Summary
In Cross v. Cross (177 Misc. 347), LAPHAM, J., says that the Krause decision is "a departure", and holds that one may "not be heard to say that a foreign decree of divorce which he sought and obtained did not accomplish the results that it purported to achieve."
Summary of this case from Rosenberg v. PerlesOpinion
September 6, 1941.
Dwyer, Reilly, Roberts, McLouth Dicker [ Stephen V. Lines of counsel], for the plaintiff.
Sutherland Sutherland [ Andrew R. Sutherland of counsel], for the defendant.
This is a motion for temporary alimony and counsel fees in an action for separation on the ground of abandonment and desertion.
In February, 1935, the plaintiff and the defendant were married in New York State at Floral Park. There are no living issue of the marriage. On September 25, 1934, an interlocutory decree of divorce had been obtained against the defendant in the Probate Court of Middlesex County in Massachusetts. This decree, under the laws of Massachusetts, did not become final until six months later, on March 25, 1935. The defendant married the plaintiff in New York State more than a month before the Massachusetts decree became final.
The defendant seeks to defeat this motion on the ground that his marriage to the plaintiff was invalid because he was legally incompetent at the time to contract another marriage when his former marriage was still undissolved.
It is clear at the outset that the plaintiff must show a reasonable probability of success on the trial of this action and must, for her ultimate success, prove the existence of a valid marriage between herself and the defendant. ( Fischer v. Fischer, 254 N.Y. 463.) It is equally clear that the marriage of the plaintiff and the defendant was void because at the time it was contracted the defendant was still legally married to another person, although the initial steps to dissolve that relationship had already been taken in Massachusetts. (Dom. Rel. Law, § 6.)
The issue at the heart of the case is whether the defendant can take refuge behind the defense that the courts of Massachusetts had not freed him from the bonds of his first marriage although, in entering upon his marriage to the plaintiff, he chose to act as though legal restraints had been lifted. The courts have been alert to preserve the sanctity of the marriage relationship and they have thought that the uncovering of the truth about a void marriage outweighed on the scales of public policy any individual hardships. ( Fischer v. Fischer, supra; Lefferts v. Lefferts, 263 N.Y. 131; Davis v. Davis, 279 id. 657.) The doctrine of estoppel on which the plaintiff relies on this motion has been recognized and applied when private rights which are collateral to the marriage are at stake ( Starbuck v. Starbuck, 173 N.Y. 503; Brown v. Brown, 242 A.D. 33; affd., 266 N.Y. 532), or when one party seeks to contest the validity of a foreign decree of divorce which he secured in order to avoid his obligations under the marriage. ( Krause v.
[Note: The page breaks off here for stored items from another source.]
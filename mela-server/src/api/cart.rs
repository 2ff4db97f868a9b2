//! Customer cart endpoints

use axum::{
    Json,
    extract::{Path, State},
};
use serde::Serialize;
use shared::error::ApiResponse;
use shared::models::{AddToCart, CartView, CurrentUser};

use crate::state::AppState;

use super::ApiResult;

/// Quantity left on a cart line after an edit (`None` once removed)
#[derive(Debug, Serialize)]
pub struct LineQuantity {
    pub quantity: Option<i32>,
}

/// GET /api/cart
pub async fn view(State(state): State<AppState>, user: CurrentUser) -> ApiResult<CartView> {
    Ok(Json(state.carts.view(&user).await?))
}

/// POST /api/cart/items
pub async fn add_item(
    State(state): State<AppState>,
    user: CurrentUser,
    Json(req): Json<AddToCart>,
) -> ApiResult<LineQuantity> {
    let quantity = state.carts.add(&user, req.product_id).await?;
    Ok(Json(LineQuantity {
        quantity: Some(quantity),
    }))
}

/// POST /api/cart/items/{id}/decrement
pub async fn decrement_item(
    State(state): State<AppState>,
    user: CurrentUser,
    Path(item_id): Path<i64>,
) -> ApiResult<LineQuantity> {
    let quantity = state.carts.remove_one(&user, item_id).await?;
    Ok(Json(LineQuantity { quantity }))
}

/// DELETE /api/cart/items/{id}
pub async fn remove_item(
    State(state): State<AppState>,
    user: CurrentUser,
    Path(item_id): Path<i64>,
) -> ApiResult<ApiResponse<()>> {
    state.carts.remove_all(&user, item_id).await?;
    Ok(Json(ApiResponse::ok()))
}
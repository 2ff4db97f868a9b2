//! Server configuration

use std::time::Duration;

type BoxError = Box<dyn std::error::Error + Send + Sync>;

/// Server configuration, loaded from the environment
#[derive(Debug, Clone)]
pub struct Config {
    /// Environment: development | staging | production
    pub environment: String,
    /// HTTP port (API + WebSocket)
    pub http_port: u16,
    /// PostgreSQL connection URL. `None` selects the in-memory store
    /// (development only).
    pub database_url: Option<String>,
    /// HS256 secret shared with the identity provider
    pub jwt_secret: String,
    /// Expected `iss` claim
    pub jwt_issuer: String,
    /// Upper bound for a single live push delivery
    pub push_timeout: Duration,
    /// Outbound push queue capacity
    pub push_queue_capacity: usize,
    /// Per-connection outbound buffer
    pub connection_buffer: usize,
    /// Concurrent live connections allowed per user
    pub max_connections_per_user: usize,
    /// Daily-rolling log directory (optional)
    pub log_dir: Option<String>,
    /// Emit logs as JSON lines
    pub log_json: bool,
}

impl Config {
    /// Require a secret env var: must be set and non-empty in non-development environments.
    fn require_secret(name: &str, environment: &str) -> Result<String, BoxError> {
        let val = match std::env::var(name) {
            Ok(v) => v,
            Err(_) => {
                if environment != "development" {
                    return Err(format!("{name} must be set in {environment} environment").into());
                }
                format!("dev-{name}-not-for-production")
            }
        };
        if val.is_empty() && environment != "development" {
            return Err(format!("{name} must not be empty in {environment} environment").into());
        }
        Ok(val)
    }

    fn parse_or<T: std::str::FromStr>(name: &str, default: T) -> T {
        std::env::var(name)
            .ok()
            .and_then(|v| v.parse().ok())
            .unwrap_or(default)
    }

    fn flag(value: &str) -> bool {
        matches!(
            value.trim().to_ascii_lowercase().as_str(),
            "1" | "true" | "yes" | "on"
        )
    }

    /// Load configuration from environment variables
    pub fn from_env() -> Result<Self, BoxError> {
        let environment = std::env::var("ENVIRONMENT").unwrap_or_else(|_| "development".into());

        let database_url = std::env::var("DATABASE_URL").ok().filter(|s| !s.is_empty());
        if database_url.is_none() && environment != "development" {
            return Err(format!("DATABASE_URL must be set in {environment} environment").into());
        }

        Ok(Self {
            http_port: Self::parse_or("HTTP_PORT", 8080),
            database_url,
            jwt_secret: Self::require_secret("JWT_SECRET", &environment)?,
            jwt_issuer: std::env::var("JWT_ISSUER").unwrap_or_else(|_| "mela".into()),
            push_timeout: Duration::from_millis(Self::parse_or("PUSH_TIMEOUT_MS", 2000)),
            push_queue_capacity: Self::parse_or("PUSH_QUEUE_CAPACITY", 1024).max(1),
            connection_buffer: Self::parse_or("CONNECTION_BUFFER", 64).max(1),
            max_connections_per_user: Self::parse_or("MAX_CONNECTIONS_PER_USER", 10),
            log_dir: std::env::var("LOG_DIR").ok().filter(|s| !s.is_empty()),
            log_json: std::env::var("LOG_JSON").is_ok_and(|v| Self::flag(&v)),
            environment,
        })
    }

    /// Defaults for tests and local tooling: in-memory store, fixed secret
    pub fn development() -> Self {
        Self {
            environment: "development".into(),
            http_port: 8080,
            database_url: None,
            jwt_secret: "dev-JWT_SECRET-not-for-production".into(),
            jwt_issuer: "mela".into(),
            push_timeout: Duration::from_millis(2000),
            push_queue_capacity: 1024,
            connection_buffer: 64,
            max_connections_per_user: 10,
            log_dir: None,
            log_json: false,
        }
    }
}

#[cfg(test)]
mod tests {
    use super::*;

    #[test]
    fn log_json_flag_values() {
        for on in ["1", "true", "TRUE", " yes ", "on"] {
            assert!(Config::flag(on), "{on}");
        }
        for off in ["", "0", "false", "no", "json"] {
            assert!(!Config::flag(off), "{off}");
        }
        assert!(!Config::development().log_json);
    }
}
//! Customer and vendor profiles

use serde::{Deserialize, Serialize};
use validator::Validate;

use super::order::ContactSnapshot;

/// Customer profile, keyed by user id
#[derive(Debug, Clone, Serialize, Deserialize, PartialEq, Eq)]
#[cfg_attr(feature = "db", derive(sqlx::FromRow))]
pub struct CustomerProfile {
    pub user_id: String,
    pub full_name: String,
    pub address: Option<String>,
    pub city: Option<String>,
    pub phone_number: Option<String>,
}

impl CustomerProfile {
    /// Contact details to copy into a new order. The order keeps the
    /// street address only; `city` stays on the profile.
    pub fn contact(&self) -> ContactSnapshot {
        ContactSnapshot {
            name: self.full_name.clone(),
            address: self.address.clone(),
            phone: self.phone_number.clone(),
        }
    }
}

/// Customer profile upsert payload
#[derive(Debug, Clone, Serialize, Deserialize, Validate)]
pub struct CustomerProfileUpsert {
    #[validate(length(min = 1, max = 100))]
    pub full_name: String,
    #[validate(length(max = 200))]
    pub address: Option<String>,
    #[validate(length(max = 100))]
    pub city: Option<String>,
    #[validate(length(max = 30))]
    pub phone_number: Option<String>,
}

/// Vendor profile, keyed by user id
#[derive(Debug, Clone, Serialize, Deserialize, PartialEq, Eq)]
#[cfg_attr(feature = "db", derive(sqlx::FromRow))]
pub struct VendorProfile {
    pub user_id: String,
    pub shop_name: String,
    pub shop_address: Option<String>,
    pub contact_number: Option<String>,
    pub description: Option<String>,
    pub logo_path: Option<String>,
}

/// Vendor profile upsert payload
#[derive(Debug, Clone, Serialize, Deserialize, Validate)]
pub struct VendorProfileUpsert {
    #[validate(length(min = 1, max = 100))]
    pub shop_name: String,
    #[validate(length(max = 200))]
    pub shop_address: Option<String>,
    #[validate(length(max = 30))]
    pub contact_number: Option<String>,
    #[validate(length(max = 2000))]
    pub description: Option<String>,
    #[validate(length(max = 500))]
    pub logo_path: Option<String>,
}

#[cfg(test)]
mod tests {
    use super::*;

    #[test]
    fn contact_copies_street_address_only() {
        let profile = CustomerProfile {
            user_id: "c1".into(),
            full_name: "Abebe Kebede".into(),
            address: Some("Bole Road 12".into()),
            city: Some("Addis Ababa".into()),
            phone_number: Some("+251911000000".into()),
        };
        let contact = profile.contact();
        assert_eq!(contact.name, "Abebe Kebede");
        assert_eq!(contact.address.as_deref(), Some("Bole Road 12"));
        assert_eq!(contact.phone.as_deref(), Some("+251911000000"));

        let no_street = CustomerProfile {
            address: None,
            ..profile
        };
        assert_eq!(no_street.contact().address, None);
    }

    #[test]
    fn upsert_requires_full_name() {
        let upsert = CustomerProfileUpsert {
            full_name: String::new(),
            address: None,
            city: None,
            phone_number: None,
        };
        let errors = upsert.validate().unwrap_err();
        assert!(errors.field_errors().contains_key("full_name"));

        let too_long = CustomerProfileUpsert {
            full_name: "x".repeat(101),
            address: None,
            city: None,
            phone_number: None,
        };
        assert!(too_long.validate().is_err());
    }
}
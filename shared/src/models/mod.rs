//! Data models
//!
//! Shared between mela-server and its clients (via API).
//! DB row types use `#[cfg_attr(feature = "db", derive(sqlx::FromRow))]`.
//! Entity ids are `i64` (BIGSERIAL); user ids are opaque strings issued by
//! the identity provider.

pub mod cart;
pub mod dashboard;
pub mod notification;
pub mod order;
pub mod product;
pub mod profile;
pub mod user;

// Re-exports
pub use cart::*;
pub use dashboard::*;
pub use notification::*;
pub use order::*;
pub use product::*;
pub use profile::*;
pub use user::*;
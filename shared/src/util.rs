use chrono::{DateTime, Utc};

/// Current UTC time
pub fn now() -> DateTime<Utc> {
    Utc::now()
}

/// Clamp a caller-supplied page size into `1..=max`, defaulting to `max`.
pub fn clamp_limit(limit: Option<i64>, max: i64) -> i64 {
    limit.unwrap_or(max).clamp(1, max)
}
impl OrderEngine {
    pub fn new(
        store: Arc<dyn MarketStore>,
        dispatcher: NotificationDispatcher,
        locks: CustomerLocks,
    ) -> Self {
        Self {
            store,
            dispatcher,
            locks,
        }
    }

    /// Contact details for a new order: the customer profile, or just the
    /// account display name when no profile exists
    async fn contact_for(&self, caller: &CurrentUser) -> OrderResult<ContactSnapshot> {
        Ok(self
            .store
            .get_customer_profile(&caller.id)
            .await?
            .map(|p| p.contact())
            .unwrap_or_else(|| ContactSnapshot {
                name: caller.display_name.clone(),
                ..Default::default()
            }))
    }

    async fn non_empty_cart(&self, caller: &CurrentUser) -> OrderResult<Option<CartContents>> {
        Ok(self
            .store
            .load_cart(&caller.id)
            .await?
            .filter(|c| !c.is_empty()))
    }

    /// What `create_order` would place right now
    pub async fn checkout_preview(&self, caller: &CurrentUser) -> OrderResult<CheckoutPreview> {
        caller.require(Role::Customer)?;
        let cart = self
            .non_empty_cart(caller)
            .await?
            .ok_or_else(|| AppError::new(ErrorCode::CartEmpty))?;
        Ok(CheckoutPreview {
            total: cart.total(),
            contact: self.contact_for(caller).await?,
            lines: cart.lines,
        })
    }

    /// Turn the caller's cart into a `Pending` order.
    ///
    /// An empty or missing cart yields [`CheckoutOutcome::EmptyCart`] with
    /// no store mutation and no notification. Otherwise each distinct
    /// vendor among the lines receives one new-order notification.
    pub async fn create_order(&self, caller: &CurrentUser) -> OrderResult<CheckoutOutcome> {
        caller.require(Role::Customer)?;

        let guard = self.locks.lock(&caller.id).await;

        let Some(cart) = self.non_empty_cart(caller).await? else {
            tracing::debug!(customer_id = %caller.id, "Checkout with empty cart");
            return Ok(CheckoutOutcome::EmptyCart);
        };

        let contact = self.contact_for(caller).await?;

        let items: Vec<OrderItem> = cart
            .lines
            .iter()
            .map(|line| OrderItem {
                product_id: line.product.id,
                quantity: line.quantity,
                unit_price: line.product.price,
            })
            .collect();
        let total_amount: Decimal = items.iter().map(OrderItem::line_total).sum();

        let vendors: BTreeSet<&str> = cart
            .lines
            .iter()
            .map(|line| line.product.vendor_id.as_str())
            .collect();
        let drafts: Vec<NotificationDraft> = vendors
            .into_iter()
            .map(|vendor_id| NotificationDraft::new_order(vendor_id, &contact.name))
            .collect();

        let new_order = NewOrder {
            customer_id: caller.id.clone(),
            cart_id: cart.cart.id,
            created_at: now(),
            contact,
            total_amount,
            items,
        };

        let (order, notifications) = self.store.place_order(new_order, drafts).await?;
        drop(guard);

        tracing::info!(
            order_id = order.id,
            customer_id = %order.customer_id,
            total = %order.total_amount,
            vendors = notifications.len(),
            "Order placed"
        );

        self.dispatcher.publish_all(&notifications);
        Ok(CheckoutOutcome::Placed(order))
    }

    /// `Pending → InProcess`
    pub async fn accept(&self, caller: &CurrentUser, order_id: i64) -> OrderResult<Order> {
        self.transition(caller, order_id, OrderTransition::Accept)
            .await
    }

    /// `InProcess → Delivered`
    pub async fn deliver(&self, caller: &CurrentUser, order_id: i64) -> OrderResult<Order> {
        self.transition(caller, order_id, OrderTransition::Deliver)
            .await
    }

    /// Apply a vendor transition and notify the customer.
    ///
    /// Only a vendor owning at least one line may act. The prior status is
    /// checked strictly, so repeating a transition fails with
    /// `InvalidTransition`; losing a race to a concurrent transition fails
    /// with `Conflict`.
    pub async fn transition(
        &self,
        caller: &CurrentUser,
        order_id: i64,
        transition: OrderTransition,
    ) -> OrderResult<Order> {
        caller.require(Role::Vendor)?;

        let order = self
            .store
            .get_order(order_id)
            .await?
            .ok_or(OrderError::OrderNotFound(order_id))?;

        let vendors = self.store.order_vendor_ids(order_id).await?;
        if !vendors.iter().any(|v| *v == caller.id) {
            return Err(OrderError::NotOrderVendor(order_id));
        }

        let Some(target) = transition.apply(order.status) else {
            return Err(OrderError::InvalidTransition {
                order_id,
                transition,
                current: order.status,
            });
        };

        let draft = NotificationDraft::new(
            order.customer_id.clone(),
            transition.customer_message(order_id),
        )
        .for_order(order_id);

        let (updated, notification) = self
            .store
            .transition_order(order_id, order.status, target, draft)
            .await
            .map_err(|e| match e {
                StoreError::Conflict(_) => OrderError::Conflict(order_id),
                StoreError::NotFound(_) => OrderError::OrderNotFound(order_id),
                other => other.into(),
            })?;

        tracing::info!(
            order_id,
            vendor_id = %caller.id,
            from = %order.status,
            to = %updated.status,
            "Order status changed"
        );

        self.dispatcher.publish(&notification);
        Ok(updated)
    }

    /// One of the caller's own orders
    pub async fn customer_order(&self, caller: &CurrentUser, order_id: i64) -> OrderResult<Order> {
        caller.require(Role::Customer)?;
        self.store
            .get_order(order_id)
            .await?
            .filter(|o| o.customer_id == caller.id)
            .ok_or(OrderError::OrderNotFound(order_id))
    }

    /// Caller's order history, newest first
    pub async fn customer_orders(&self, caller: &CurrentUser) -> OrderResult<Vec<Order>> {
        caller.require(Role::Customer)?;
        Ok(self.store.list_customer_orders(&caller.id).await?)
    }

    /// Orders containing at least one of the caller's products
    pub async fn vendor_orders(&self, caller: &CurrentUser) -> OrderResult<Vec<Order>> {
        caller.require(Role::Vendor)?;
        Ok(self.store.list_vendor_orders(&caller.id).await?)
    }
}
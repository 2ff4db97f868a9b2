//! mela-server: multi-vendor food marketplace backend
//!
//! - Product catalog with admin approval
//! - Per-customer carts and multi-vendor checkout
//! - Order lifecycle (Pending → InProcess → Delivered)
//! - Durable notifications with best-effort live push over WebSocket

pub mod api;
pub mod auth;
pub mod cart;
pub mod config;
pub mod dashboard;
pub mod db;
pub mod error;
pub mod live;
pub mod logger;
pub mod notify;
pub mod orders;
pub mod state;

pub use config::Config;
pub use state::AppState;
//! Identity: JWT verification and the `CurrentUser` extractor

mod extractor;
pub mod jwt;

pub use extractor::authenticate;
pub use jwt::{Claims, JwtConfig, JwtError, JwtService};
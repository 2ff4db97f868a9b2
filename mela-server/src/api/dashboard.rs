//! Reporting endpoints

use axum::{Json, extract::State};
use shared::models::{AdminDashboard, CurrentUser, VendorDashboard};

use crate::state::AppState;

use super::ApiResult;

/// GET /api/vendor/dashboard
pub async fn vendor(
    State(state): State<AppState>,
    user: CurrentUser,
) -> ApiResult<VendorDashboard> {
    Ok(Json(state.dashboards.vendor(&user).await?))
}

/// GET /api/admin/dashboard
pub async fn admin(State(state): State<AppState>, user: CurrentUser) -> ApiResult<AdminDashboard> {
    Ok(Json(state.dashboards.admin(&user).await?))
}
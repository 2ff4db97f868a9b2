//! Live push protocol
//!
//! Server → client messages sent over `GET /api/live/ws`. The channel
//! carries one event type with a plain text payload; the durable
//! notification list is the reconciliation path for missed pushes.

use serde::{Deserialize, Serialize};
use std::fmt;

/// Server → client push message
#[derive(Debug, Clone, Serialize, Deserialize, PartialEq, Eq)]
#[serde(tag = "event", content = "data")]
pub enum LiveMessage {
    /// Notification text for the connected user or group
    ReceiveNotification(String),
}

impl LiveMessage {
    pub fn notification(text: impl Into<String>) -> Self {
        Self::ReceiveNotification(text.into())
    }

    pub fn text(&self) -> &str {
        match self {
            Self::ReceiveNotification(text) => text,
        }
    }
}

/// Role-scoped broadcast group
#[derive(Debug, Clone, Copy, Serialize, Deserialize, PartialEq, Eq, Hash, Default)]
pub enum LiveGroup {
    #[default]
    Admins,
    Vendors,
    Customers,
}

impl LiveGroup {
    pub fn as_str(&self) -> &'static str {
        match self {
            Self::Admins => "Admins",
            Self::Vendors => "Vendors",
            Self::Customers => "Customers",
        }
    }
}

impl fmt::Display for LiveGroup {
    fn fmt(&self, f: &mut fmt::Formatter<'_>) -> fmt::Result {
        f.write_str(self.as_str())
    }
}

/// Admin broadcast payload
#[derive(Debug, Clone, Serialize, Deserialize)]
pub struct BroadcastRequest {
    /// Target group, `Admins` when omitted
    #[serde(default)]
    pub group: Option<LiveGroup>,
    pub message: String,
}
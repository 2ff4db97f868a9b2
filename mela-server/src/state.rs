//! Application state

use std::sync::Arc;
use tokio::sync::mpsc;

use crate::auth::{JwtConfig, JwtService};
use crate::cart::{CartService, CustomerLocks};
use crate::config::Config;
use crate::dashboard::DashboardService;
use crate::db::{MarketStore, MemoryStore, PgStore};
use crate::live::{LiveHub, LiveHubConfig};
use crate::notify::{NotificationDispatcher, PushJob, PushWorker};
use crate::orders::OrderEngine;

type BoxError = Box<dyn std::error::Error + Send + Sync>;

/// Shared application state
#[derive(Clone)]
pub struct AppState {
    pub config: Arc<Config>,
    pub store: Arc<dyn MarketStore>,
    pub jwt: Arc<JwtService>,
    pub carts: CartService,
    pub orders: OrderEngine,
    pub notifications: NotificationDispatcher,
    pub dashboards: DashboardService,
    pub live: LiveHub,
}

impl AppState {
    /// Wire services over `store`. The returned receiver is the push
    /// queue; hand it to [`AppState::push_worker`]'s `run`.
    pub fn new(config: Config, store: Arc<dyn MarketStore>) -> (Self, mpsc::Receiver<PushJob>) {
        let locks = CustomerLocks::new();
        let (notifications, push_rx) =
            NotificationDispatcher::new(store.clone(), config.push_queue_capacity);
        let live = LiveHub::new(LiveHubConfig {
            connection_buffer: config.connection_buffer,
            max_connections_per_user: config.max_connections_per_user,
            push_timeout: config.push_timeout,
        });
        let jwt = JwtService::with_config(JwtConfig::new(
            config.jwt_secret.clone(),
            config.jwt_issuer.clone(),
        ));

        let state = Self {
            carts: CartService::new(store.clone(), locks.clone()),
            orders: OrderEngine::new(store.clone(), notifications.clone(), locks),
            dashboards: DashboardService::new(store.clone()),
            notifications,
            live,
            jwt: Arc::new(jwt),
            store,
            config: Arc::new(config),
        };
        (state, push_rx)
    }

    /// Select the store from config: PostgreSQL when `DATABASE_URL` is
    /// set, otherwise the in-memory store.
    pub async fn connect(config: Config) -> Result<(Self, mpsc::Receiver<PushJob>), BoxError> {
        let store: Arc<dyn MarketStore> = match &config.database_url {
            Some(url) => {
                let store = PgStore::connect(url).await?;
                tracing::info!("PostgreSQL store ready");
                Arc::new(store)
            }
            None => {
                tracing::warn!("DATABASE_URL not set, using in-memory store");
                Arc::new(MemoryStore::new())
            }
        };
        Ok(Self::new(config, store))
    }

    pub fn push_worker(&self) -> PushWorker {
        PushWorker::new(self.live.clone())
    }
}
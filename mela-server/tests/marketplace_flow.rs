//! End-to-end flow through the service layer: cart, checkout, vendor
//! transitions, durable notifications and live push.

use mela_server::db::{MarketStore, MemoryStore};
use mela_server::live::LiveConnection;
use mela_server::{AppState, Config};
use rust_decimal::Decimal;
use shared::error::{AppError, ErrorCode};
use shared::live::LiveGroup;
use shared::models::{
    CheckoutOutcome, CurrentUser, OrderStatus, ProductCreate, ProductStatus, Role,
};
use std::sync::Arc;
use std::time::Duration;

fn user(id: &str, role: Role) -> CurrentUser {
    CurrentUser::new(id, id, vec![role])
}

fn start() -> AppState {
    let store: Arc<dyn MarketStore> = Arc::new(MemoryStore::new());
    let (state, push_rx) = AppState::new(Config::development(), store);
    tokio::spawn(state.push_worker().run(push_rx));
    state
}

async fn approved_product(state: &AppState, vendor: &str, name: &str, price: i64) -> i64 {
    let product = state
        .store
        .insert_product(
            vendor,
            &ProductCreate {
                name: name.to_string(),
                description: None,
                price: Decimal::from(price),
                image_path: None,
            },
        )
        .await
        .unwrap();
    state
        .store
        .set_product_status(product.id, ProductStatus::Approved)
        .await
        .unwrap();
    product.id
}

async fn next_text(connection: &mut LiveConnection) -> String {
    tokio::time::timeout(Duration::from_secs(2), connection.recv())
        .await
        .expect("push not delivered in time")
        .expect("connection closed")
        .text()
        .to_string()
}

#[tokio::test]
async fn order_lifecycle_notifies_everyone() {
    let state = start();
    let customer = user("alice", Role::Customer);
    let v1 = user("v1", Role::Vendor);
    let v2 = user("v2", Role::Vendor);

    let injera = approved_product(&state, "v1", "Injera", 5).await;
    let tibs = approved_product(&state, "v2", "Tibs", 10).await;

    let mut v1_live = state.live.connect(&v1).unwrap();
    assert_eq!(v1_live.open(), Some(LiveGroup::Vendors));
    let mut v2_live = state.live.connect(&v2).unwrap();
    v2_live.open();
    let mut customer_live = state.live.connect(&customer).unwrap();
    customer_live.open();

    state.carts.add(&customer, injera).await.unwrap();
    state.carts.add(&customer, injera).await.unwrap();
    state.carts.add(&customer, tibs).await.unwrap();

    let cart = state.carts.view(&customer).await.unwrap();
    assert_eq!(cart.total, Decimal::from(20));
    assert!(!cart.has_active_order);

    let order = match state.orders.create_order(&customer).await.unwrap() {
        CheckoutOutcome::Placed(order) => order,
        CheckoutOutcome::EmptyCart => panic!("cart was not empty"),
    };
    assert_eq!(order.status, OrderStatus::Pending);
    assert_eq!(order.total_amount, Decimal::from(20));
    assert_eq!(order.items_total(), order.total_amount);

    assert!(next_text(&mut v1_live).await.contains("alice"));
    assert!(next_text(&mut v2_live).await.contains("alice"));

    let cart = state.carts.view(&customer).await.unwrap();
    assert!(cart.lines.is_empty());
    assert!(cart.has_active_order);

    let accepted = state.orders.accept(&v1, order.id).await.unwrap();
    assert_eq!(accepted.status, OrderStatus::InProcess);
    assert_eq!(
        next_text(&mut customer_live).await,
        format!("Your order #{} has been accepted!", order.id)
    );

    // second vendor on the same order cannot accept again
    let err = AppError::from(state.orders.accept(&v2, order.id).await.unwrap_err());
    assert_eq!(err.code, ErrorCode::InvalidTransition);

    let delivered = state.orders.deliver(&v2, order.id).await.unwrap();
    assert_eq!(delivered.status, OrderStatus::Delivered);
    assert_eq!(
        next_text(&mut customer_live).await,
        format!("Your order #{} has been delivered!", order.id)
    );

    let recent = state
        .notifications
        .list_recent(&customer, None)
        .await
        .unwrap();
    assert_eq!(recent.len(), 2);
    assert!(recent[0].message.contains("delivered"));
    assert!(recent.iter().all(|n| n.order_id == Some(order.id)));

    let vendor_report = state.dashboards.vendor(&v1).await.unwrap();
    assert_eq!(vendor_report.delivered_revenue, Decimal::from(10));

    let admin = user("root", Role::Admin);
    let admin_report = state.dashboards.admin(&admin).await.unwrap();
    assert_eq!(admin_report.total_orders, 1);
    assert_eq!(admin_report.total_vendors, 2);
    assert_eq!(admin_report.delivered_revenue, Decimal::from(20));
}

#[tokio::test]
async fn offline_users_reconcile_from_notification_list() {
    let state = start();
    let customer = user("bob", Role::Customer);
    let vendor = user("v1", Role::Vendor);
    let product = approved_product(&state, "v1", "Shiro", 4).await;

    state.carts.add(&customer, product).await.unwrap();
    let order = state
        .orders
        .create_order(&customer)
        .await
        .unwrap()
        .order()
        .cloned()
        .unwrap();
    state.orders.accept(&vendor, order.id).await.unwrap();

    // nobody was connected; the durable record is still there
    let vendor_inbox = state.notifications.list_recent(&vendor, None).await.unwrap();
    assert_eq!(vendor_inbox.len(), 1);
    let customer_inbox = state
        .notifications
        .list_recent(&customer, None)
        .await
        .unwrap();
    assert_eq!(customer_inbox.len(), 1);

    let read = state
        .notifications
        .mark_read(&customer, customer_inbox[0].id)
        .await
        .unwrap();
    assert!(read.is_read);
}

#[tokio::test]
async fn admin_broadcast_reaches_group_only() {
    let state = start();
    let admin = user("root", Role::Admin);
    let vendor = user("v1", Role::Vendor);

    let mut admin_live = state.live.connect(&admin).unwrap();
    admin_live.open();
    let mut vendor_live = state.live.connect(&vendor).unwrap();
    vendor_live.open();

    state.notifications.broadcast(LiveGroup::Admins, "maintenance at noon");
    assert_eq!(next_text(&mut admin_live).await, "maintenance at noon");

    state.notifications.broadcast(LiveGroup::Vendors, "new fee schedule");
    assert_eq!(next_text(&mut vendor_live).await, "new fee schedule");

    // admin did not get the vendor broadcast
    let extra = tokio::time::timeout(Duration::from_millis(100), admin_live.recv()).await;
    assert!(extra.is_err());
}

#[tokio::test]
async fn closed_connection_stops_receiving() {
    let state = start();
    let customer = user("carol", Role::Customer);

    let mut live = state.live.connect(&customer).unwrap();
    live.open();
    assert_eq!(state.live.connection_count("carol"), 1);
    drop(live);
    assert_eq!(state.live.connection_count("carol"), 0);

    assert_eq!(
        state
            .live
            .push_to_user("carol", &shared::LiveMessage::notification("hi")),
        0
    );
}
Krause, 282 N.Y. 355.)
The case of Krause v. Krause marked, as this court pointed out in Maloney v. Maloney (22 N.Y. Supp. [2d] 334; affd., 262 A.D. 936), a departure from the unbroken line of cases which have excluded the doctrine of estoppel from situations where an adjudication was sought only on the marriage status itself in which the State as well as the parties to the marriage had a direct interest. But the new ground broken by the Court of Appeals in the Krause decision does not, in my judgment, reach to the facts of the present case. The rationale of the decision in Krause v. Krause was that a party should not be heard to say that a foreign decree of divorce which he sought and obtained did not accomplish the results that it purported to achieve. Here, on the other hand, the defendant did not seek the divorce in the courts of Massachusetts. So far as the facts before me show, he played a passive part as defendant and not an active moving part as plaintiff in the Massachusetts action. The defendant is a lawyer and as such is presumed to be familiar with the law. His conduct in marrying the plaintiff before the Massachusetts decree became final is most reprehensible, but it lacks the affirmative element emphasized in the Krause case. He, moreover, in this action is not seeking any affirmative relief. If he were, I should be constrained to deny it. ( Fischer v. Fischer, supra; Schein v. Schein, 169 Misc. 606.) He is merely resting on a defense of a void marriage which the law at present allows him. With the morality of that defense I have, of course, nothing to do.
Counsel for the plaintiff has, with admirable candor, admitted that he had been unable to find any case that exactly parallels this action, and my own independent investigation has not uncovered any. Until the Court of Appeals ventures beyond the decision in the Krause case in marking out the area in which the doctrine of estoppel will be invoked, a plaintiff cannot, with the facts of this case which are at her disposal before the trial of the action, show that reasonable probability of ultimate success which will justify an award for temporary alimony and counsel fees.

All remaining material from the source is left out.